Klik menu “Hasil Pilkada” untuk diarahkan ke halaman yang memuat data penghitungan suara dari seluruh Indonesia.
Pilih Provinsi Kalimantan Timur
Di halaman “Hasil Pilkada”, cari dan klik provinsi Kalimantan Timur. Anda akan melihat data perolehan suara sementara dari setiap pasangan calon kepala daerah di berbagai kabupaten/kota.
Pantau Perkembangan Hasil
Data penghitungan suara diperbarui secara bertahap. Masyarakat diimbau untuk menggunakan informasi dari situs KPU sebagai sumber terpercaya.

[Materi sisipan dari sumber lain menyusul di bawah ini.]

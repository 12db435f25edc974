//! Score aggregator - bounded submission queue feeding a shared top-N list.
//!
//! Session workers produce final scores into a bounded channel; `produce`
//! waits while the queue is full and the single consumer task waits while
//! it is empty, so no score is lost or reordered. The sorted list lives
//! behind its own lock so handshake reads never contend with queue
//! traffic. When the last producer hangs up the consumer drains what is
//! left and rewrites the score file atomically.

use std::path::{Path, PathBuf};
use std::sync::Arc;

use tokio::sync::{mpsc, RwLock};
use tokio::task::JoinHandle;
use tracing::{debug, info, warn};

use crate::types::{SCOREBOARD_SIZE, SCORE_QUEUE_DEPTH};

/// The shared ranked list: always sorted descending, fixed capacity.
///
/// Absent entries are zero, which no submission can displace with less.
#[derive(Debug, Clone, PartialEq, Eq)]
pub struct ScoreBoard {
    entries: [u32; SCOREBOARD_SIZE],
}

impl ScoreBoard {
    pub fn new() -> Self {
        Self {
            entries: [0; SCOREBOARD_SIZE],
        }
    }

    /// Build from persisted values in unknown order; sorts and truncates.
    pub fn from_entries(values: impl IntoIterator<Item = u32>) -> Self {
        let mut board = Self::new();
        for value in values {
            board.submit(value);
        }
        board
    }

    /// Record a score if it beats the current minimum retained entry.
    ///
    /// Returns whether the list changed. The update is monotone: the set
    /// of retained scores never gets worse.
    pub fn submit(&mut self, score: u32) -> bool {
        let min = self.entries[SCOREBOARD_SIZE - 1];
        if score <= min {
            return false;
        }
        self.entries[SCOREBOARD_SIZE - 1] = score;
        self.entries.sort_unstable_by(|a, b| b.cmp(a));
        true
    }

    /// Entries, best first.
    pub fn entries(&self) -> &[u32; SCOREBOARD_SIZE] {
        &self.entries
    }
}

impl Default for ScoreBoard {
    fn default() -> Self {
        Self::new()
    }
}

/// Producer handle to the bounded submission queue.
#[derive(Debug, Clone)]
pub struct ScoreQueue {
    tx: mpsc::Sender<u32>,
}

impl ScoreQueue {
    /// Submit a final session score; waits while the queue is full.
    pub async fn produce(&self, score: u32) {
        if self.tx.send(score).await.is_err() {
            // Consumer gone during shutdown; the score is dropped.
            debug!(score, "score queue closed, submission dropped");
        }
    }
}

/// Create a bounded score channel of the given depth.
pub fn score_channel(depth: usize) -> (ScoreQueue, mpsc::Receiver<u32>) {
    let (tx, rx) = mpsc::channel(depth);
    (ScoreQueue { tx }, rx)
}

/// The aggregator: shared list plus the background consumer task.
pub struct ScoreAggregator {
    board: Arc<RwLock<ScoreBoard>>,
    consumer: JoinHandle<()>,
}

impl ScoreAggregator {
    /// Seed the list from the score file and start the consumer.
    ///
    /// Returns the aggregator and the producer handle. The consumer runs
    /// until every `ScoreQueue` clone is dropped, then persists the list.
    pub async fn start(path: PathBuf) -> std::io::Result<(Self, ScoreQueue)> {
        let board = Arc::new(RwLock::new(load_scores(&path).await?));
        let (queue, rx) = score_channel(SCORE_QUEUE_DEPTH);

        let consumer_board = Arc::clone(&board);
        let consumer = tokio::spawn(consume_loop(consumer_board, rx, path));

        Ok((Self { board, consumer }, queue))
    }

    /// Shared handle for scoreboard reads (handshake broadcasts).
    pub fn board(&self) -> Arc<RwLock<ScoreBoard>> {
        Arc::clone(&self.board)
    }

    /// Wait for the consumer to drain and persist.
    ///
    /// All `ScoreQueue` clones must be dropped first or this never returns.
    pub async fn shutdown(self) {
        if let Err(e) = self.consumer.await {
            warn!(error = %e, "score consumer task failed");
        }
    }
}

/// Single consumer: serializes every mutation of the shared list.
async fn consume_loop(board: Arc<RwLock<ScoreBoard>>, mut rx: mpsc::Receiver<u32>, path: PathBuf) {
    while let Some(score) = rx.recv().await {
        if board.write().await.submit(score) {
            info!(score, "high score recorded");
        }
    }

    let snapshot = board.read().await.clone();
    match persist_scores(&path, &snapshot).await {
        Ok(()) => info!(path = %path.display(), "score file written"),
        Err(e) => warn!(path = %path.display(), error = %e, "failed to persist scores"),
    }
}

/// Load persisted scores: newline-delimited decimal integers, any order.
///
/// A missing file is an empty board; unparsable lines are skipped.
pub async fn load_scores(path: &Path) -> std::io::Result<ScoreBoard> {
    let contents = match tokio::fs::read_to_string(path).await {
        Ok(contents) => contents,
        Err(e) if e.kind() == std::io::ErrorKind::NotFound => return Ok(ScoreBoard::new()),
        Err(e) => return Err(e),
    };

    let values = contents.lines().filter_map(|line| {
        let line = line.trim();
        if line.is_empty() {
            return None;
        }
        match line.parse::<u32>() {
            Ok(value) => Some(value),
            Err(_) => {
                warn!(line, "skipping unparsable score line");
                None
            }
        }
    });

    Ok(ScoreBoard::from_entries(values))
}

/// Rewrite the score file atomically: temp file in place, then rename.
pub async fn persist_scores(path: &Path, board: &ScoreBoard) -> std::io::Result<()> {
    let mut contents = String::new();
    for score in board.entries() {
        contents.push_str(&score.to_string());
        contents.push('\n');
    }

    let tmp = path.with_extension("tmp");
    tokio::fs::write(&tmp, contents).await?;
    tokio::fs::rename(&tmp, path).await
}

Metode Exit Poll: Indikasi Awal Hasil Pilkada
Selain real count, KPU juga memperkenalkan metode exit poll sebagai survei awal. Exit poll dilakukan dengan mewawancarai pemilih yang telah selesai mencoblos di TPS. Survei ini bertujuan memetakan pola dukungan pemilih, memprediksi hasil sementara, dan memberikan kontribusi bagi penelitian akademis.
Meskipun bersifat prediktif, hasil exit poll kerap menjadi gambaran awal perolehan suara sebelum penghitungan resmi selesai. Namun, masyarakat diimbau untuk tetap mengacu pada data resmi KPU demi menghindari informasi yang menyesatkan.
Tetap Bijak dalam Mengolah Informasi
KPU mengingatkan masyarakat untuk tidak mudah terpancing oleh klaim hasil pemilu yang belum terverifikasi. Situs resmi KPU menjadi rujukan utama untuk memastikan transparansi dan akurasi data dalam proses demokrasi Pilkada 2024. (FZI)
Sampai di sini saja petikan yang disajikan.